**Record excerpts**
=== Begin Enclosure ===
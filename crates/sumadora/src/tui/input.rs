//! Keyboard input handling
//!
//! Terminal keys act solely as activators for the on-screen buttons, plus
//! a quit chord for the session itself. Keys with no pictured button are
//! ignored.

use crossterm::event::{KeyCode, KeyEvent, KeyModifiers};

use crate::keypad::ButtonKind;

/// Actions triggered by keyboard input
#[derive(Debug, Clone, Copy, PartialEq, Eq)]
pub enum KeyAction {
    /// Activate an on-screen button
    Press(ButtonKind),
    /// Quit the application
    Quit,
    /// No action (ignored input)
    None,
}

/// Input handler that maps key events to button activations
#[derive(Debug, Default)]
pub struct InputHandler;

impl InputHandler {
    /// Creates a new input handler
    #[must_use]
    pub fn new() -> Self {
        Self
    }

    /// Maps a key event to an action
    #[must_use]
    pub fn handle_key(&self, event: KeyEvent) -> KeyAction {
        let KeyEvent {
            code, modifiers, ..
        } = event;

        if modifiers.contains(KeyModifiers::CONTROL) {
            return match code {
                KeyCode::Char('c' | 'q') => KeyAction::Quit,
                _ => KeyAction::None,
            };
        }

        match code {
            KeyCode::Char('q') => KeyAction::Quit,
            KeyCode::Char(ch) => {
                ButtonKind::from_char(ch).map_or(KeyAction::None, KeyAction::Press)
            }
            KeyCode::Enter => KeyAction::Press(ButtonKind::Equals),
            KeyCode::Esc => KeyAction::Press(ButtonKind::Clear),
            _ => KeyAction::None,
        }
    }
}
=== End Enclosure ===
**The task**
Please transcribe the material above precisely as it stands.

**Reply**
filename crates/sumadora/src/tui/input.rs
//! Keyboard input handling
//!
//! Terminal keys act solely as activators for the on-screen buttons, plus
//! a quit chord for the session itself. Keys with no pictured button are
//! ignored.

use crossterm::event::{KeyCode, KeyEvent, KeyModifiers};

use crate::keypad::ButtonKind;

/// Actions triggered by keyboard input
#[derive(Debug, Clone, Copy, PartialEq, Eq)]
pub enum KeyAction {
    /// Activate an on-screen button
    Press(ButtonKind),
    /// Quit the application
    Quit,
    /// No action (ignored input)
    None,
}

/// Input handler that maps key events to button activations
#[derive(Debug, Default)]
pub struct InputHandler;

impl InputHandler {
    /// Creates a new input handler
    #[must_use]
    pub fn new() -> Self {
        Self
    }

    /// Maps a key event to an action
    #[must_use]
    pub fn handle_key(&self, event: KeyEvent) -> KeyAction {
        let KeyEvent {
            code, modifiers, ..
        } = event;

        if modifiers.contains(KeyModifiers::CONTROL) {
            return match code {
                KeyCode::Char('c' | 'q') => KeyAction::Quit,
                _ => KeyAction::None,
            };
        }

        match code {
            KeyCode::Char('q') => KeyAction::Quit,
            KeyCode::Char(ch) => {
                ButtonKind::from_char(ch).map_or(KeyAction::None, KeyAction::Press)
            }
            KeyCode::Enter => KeyAction::Press(ButtonKind::Equals),
            KeyCode::Esc => KeyAction::Press(ButtonKind::Clear),
            _ => KeyAction::None,
        }
    }
}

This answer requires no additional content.